### Problem to work on
What is needed here is every entry, retyped exactly.

[Saved entries]
----

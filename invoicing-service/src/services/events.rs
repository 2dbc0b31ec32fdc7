//! Change notifications for views that cache invoice data.

use crate::models::Invoice;
use async_trait::async_trait;

/// Notified after an invoice change has been persisted.
#[async_trait]
pub trait InvoiceChangeListener: Send + Sync {
    async fn invoice_changed(&self, invoice: &Invoice);
}

/// Default listener: records the invalidation in the trace.
#[derive(Debug, Default, Clone, Copy)]
pub struct LoggingChangeListener;

#[async_trait]
impl InvoiceChangeListener for LoggingChangeListener {
    async fn invoice_changed(&self, invoice: &Invoice) {
        tracing::debug!(
            invoice_id = %invoice.invoice_id,
            organization_id = %invoice.organization_id,
            status = %invoice.status,
            "Invoice views invalidated"
        );
    }
}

----

### Exercise output
filename invoicing-service/src/services/events.rs
repository 2dbc0b31ec32fdc7
//! Change notifications for views that cache invoice data.

use crate::models::Invoice;
use async_trait::async_trait;

/// Notified after an invoice change has been persisted.
#[async_trait]
pub trait InvoiceChangeListener: Send + Sync {
    async fn invoice_changed(&self, invoice: &Invoice);
}

/// Default listener: records the invalidation in the trace.
#[derive(Debug, Default, Clone, Copy)]
pub struct LoggingChangeListener;

#[async_trait]
impl InvoiceChangeListener for LoggingChangeListener {
    async fn invoice_changed(&self, invoice: &Invoice) {
        tracing::debug!(
            invoice_id = %invoice.invoice_id,
            organization_id = %invoice.organization_id,
            status = %invoice.status,
            "Invoice views invalidated"
        );
    }
}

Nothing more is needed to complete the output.